* _PROBLEM DETAILS_
Work through the records below, line by line, and say how many lines include "None", with nothing else.

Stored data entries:
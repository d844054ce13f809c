//! JSON export of fit results.
//!
//! The report file is the portable representation of a finished run:
//! converged parameters with errors, the full covariance, the chi-square
//! decomposition, every dataset's prefit/postfit/variation series (variation
//! points carry their propagated band as the error), and the fitted curves
//! with confidence bands over a log-spaced reporting grid.
//!
//! Satellite-observable series are exported scaled back by `1/shape_scale`,
//! so downstream consumers see them in their natural units.

use std::fs::File;
use std::path::Path;

use serde::Serialize;

use crate::domain::{Decomposition, FitOutcome, ObsKind, PointSeries, ProjectedCurve};
use crate::error::AppError;
use crate::fit::{CurveProjector, FitContext, log_grid};

/// Number of grid points for exported curves.
const GRID_POINTS: usize = 101;

#[derive(Debug, Clone, Serialize)]
pub struct FitReportFile {
    pub tool: String,
    pub generated: String,
    pub chi2: f64,
    pub n_terms: usize,
    pub n_points: usize,
    pub n_fit_pars: usize,
    pub n_nuisance_pars: usize,
    pub decomposition: Decomposition,
    pub parameters: Vec<ParameterOut>,
    pub covariance: Vec<Vec<f64>>,
    pub datasets: Vec<DatasetOut>,
    pub curves: Vec<CurveOut>,
}

#[derive(Debug, Clone, Serialize)]
pub struct ParameterOut {
    pub name: String,
    /// `"shape"` or `"nuisance"`.
    pub role: String,
    pub value: f64,
    pub error: f64,
}

#[derive(Debug, Clone, Serialize)]
pub struct SeriesOut {
    pub x: Vec<f64>,
    pub y: Vec<f64>,
    pub err: Vec<f64>,
}

impl SeriesOut {
    fn from_series(series: &PointSeries) -> Self {
        Self {
            x: series.points.iter().map(|p| p.x).collect(),
            y: series.points.iter().map(|p| p.y).collect(),
            err: series.points.iter().map(|p| p.sigma).collect(),
        }
    }
}

#[derive(Debug, Clone, Serialize)]
pub struct DatasetOut {
    pub name: String,
    pub kind: ObsKind,
    pub raw: SeriesOut,
    pub prefit: SeriesOut,
    pub postfit: SeriesOut,
    pub variation: SeriesOut,
}

#[derive(Debug, Clone, Serialize)]
pub struct CurveOut {
    pub kind: ObsKind,
    pub curve: ProjectedCurve,
}

/// Assemble the report from a finished run.
pub fn build_report(
    ctx: &FitContext,
    outcome: &FitOutcome,
    decomposition: &Decomposition,
    band_k: f64,
) -> FitReportFile {
    let projector = CurveProjector::new(ctx, outcome, band_k);

    let mut parameters = Vec::with_capacity(ctx.n_tot());
    for (i, name) in ctx.fit_par_names().iter().enumerate() {
        parameters.push(ParameterOut {
            name: (*name).to_string(),
            role: "shape".into(),
            value: outcome.parameters[i],
            error: outcome.error(i),
        });
    }
    for src in &ctx.sources {
        let i = ctx.n_fit() + src.index;
        parameters.push(ParameterOut {
            name: src.name.clone(),
            role: "nuisance".into(),
            value: outcome.parameters[i],
            error: outcome.error(i),
        });
    }

    let covariance = (0..ctx.n_tot())
        .map(|i| (0..ctx.n_tot()).map(|j| outcome.covariance[(i, j)]).collect())
        .collect();

    let mut datasets = Vec::with_capacity(ctx.datasets.len());
    for ds in &ctx.datasets {
        let mut prefit = ds.input.clone();
        let mut postfit = ds.output.clone();
        let mut variation = ds.variation.clone();

        // Attach the propagated band to each variation point.
        for i in 0..variation.len() {
            let x = variation.points[i].x;
            let weights = projector.variation_weights(ds.kind, x);
            variation.set_error(i, projector.band_from_weights(&weights));
        }

        if !ds.kind.is_primary() {
            let back = 1.0 / ctx.settings.shape_scale;
            prefit.scale(back);
            postfit.scale(back);
            variation.scale(back);
        }

        datasets.push(DatasetOut {
            name: ds.name.clone(),
            kind: ds.kind,
            raw: SeriesOut::from_series(&ds.raw),
            prefit: SeriesOut::from_series(&prefit),
            postfit: SeriesOut::from_series(&postfit),
            variation: SeriesOut::from_series(&variation),
        });
    }

    let (x_min, x_max) = data_range(ctx);
    let grid = log_grid(x_min, x_max, GRID_POINTS);
    let curves = ObsKind::all()
        .into_iter()
        .filter(|kind| ctx.datasets.iter().any(|d| d.kind == *kind))
        .map(|kind| CurveOut {
            kind,
            curve: projector.project(kind, &grid),
        })
        .collect();

    FitReportFile {
        tool: "rescal".into(),
        generated: chrono::Local::now().to_rfc3339(),
        chi2: outcome.chi2,
        n_terms: outcome.n_terms,
        n_points: ctx.n_points(),
        n_fit_pars: ctx.n_fit(),
        n_nuisance_pars: ctx.n_nuisance(),
        decomposition: *decomposition,
        parameters,
        covariance,
        datasets,
        curves,
    }
}

/// Write the report as pretty-printed JSON.
pub fn write_report(path: &Path, report: &FitReportFile) -> Result<(), AppError> {
    let file = File::create(path).map_err(|e| {
        AppError::new(2, format!("failed to create report '{}': {e}", path.display()))
    })?;
    serde_json::to_writer_pretty(file, report)
        .map_err(|e| AppError::new(2, format!("failed to write report: {e}")))
}

fn data_range(ctx: &FitContext) -> (f64, f64) {
    let mut lo = f64::INFINITY;
    let mut hi = f64::NEG_INFINITY;
    for ds in &ctx.datasets {
        for p in &ds.input.points {
            lo = lo.min(p.x);
            hi = hi.max(p.x);
        }
    }
    if !(lo.is_finite() && hi.is_finite() && hi > lo) {
        (10.0, 6500.0)
    } else {
        (lo, hi)
    }
}

#[cfg(test)]
mod tests {
    use super::*;
    use crate::domain::{Curve, DataPoint, Dataset, FitSettings, ShapeDef, SourceDef};
    use crate::fit::{Minimizer, Objective, validate};
    use crate::math::basis;

    fn run() -> (FitContext, FitOutcome, Decomposition) {
        let points = vec![
            DataPoint { x: 50.0, y: 1.1, sigma: 0.1 },
            DataPoint { x: 100.0, y: 1.12, sigma: 0.1 },
            DataPoint { x: 500.0, y: 1.08, sigma: 0.1 },
        ];
        let mut ctx = FitContext::assemble(
            vec![Dataset::new("resp_zjet", ObsKind::Resp, points, None).unwrap()],
            vec![ShapeDef {
                name: "flat".into(),
                family: "flat".into(),
                applies_to: ObsKind::Resp,
                non_negative: false,
                form: basis::constant_one,
            }],
            vec![SourceDef {
                name: "scale".into(),
                applies_to: "resp_zjet".into(),
                profile: Curve::constant(0.05),
            }],
            None,
            FitSettings {
                shape_scale: 1.0,
                ..FitSettings::default()
            },
        )
        .unwrap();

        let outcome = {
            let mut objective = Objective::new(&mut ctx);
            Minimizer::with_defaults()
                .minimize(
                    |p| objective.residuals(p),
                    vec![0.0, 0.0],
                    (-100.0, 100.0),
                    1,
                )
                .unwrap()
        };
        let dec = validate(&outcome, &mut ctx).unwrap();
        (ctx, outcome, dec)
    }

    #[test]
    fn report_carries_parameters_series_and_curves() {
        let (ctx, outcome, dec) = run();
        let report = build_report(&ctx, &outcome, &dec, 1.0);

        assert_eq!(report.parameters.len(), 2);
        assert_eq!(report.parameters[0].role, "shape");
        assert_eq!(report.parameters[1].role, "nuisance");
        assert_eq!(report.covariance.len(), 2);
        assert_eq!(report.datasets.len(), 1);
        assert_eq!(report.datasets[0].postfit.y.len(), 3);
        assert_eq!(report.curves.len(), 1);
        assert_eq!(report.curves[0].curve.value.len(), GRID_POINTS);
        // The variation series carries a propagated band.
        assert!(report.datasets[0].variation.err.iter().all(|e| *e > 0.0));

        // The document serializes.
        let json = serde_json::to_string(&report).unwrap();
        assert!(json.contains("\"tool\": \"rescal\"") || json.contains("\"tool\":\"rescal\""));
    }
}
//! Domain types used throughout the calibration pipeline.
//!
//! This module defines:
//!
//! - observable kinds (`ObsKind`) and measurement points (`DataPoint`)
//! - dataset views (`Dataset`, `PointSeries`) and tabulated curves (`Curve`)
//! - shape/nuisance registrations (`ShapeDef`, `SourceDef`) and their
//!   index-assigned forms (`ShapeBasis`, `NuisanceSource`)
//! - fit settings and fit outputs (`FitSettings`, `FitOutcome`, `Decomposition`)

pub mod types;

pub use types::*;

* _ANSWER SPACE_
2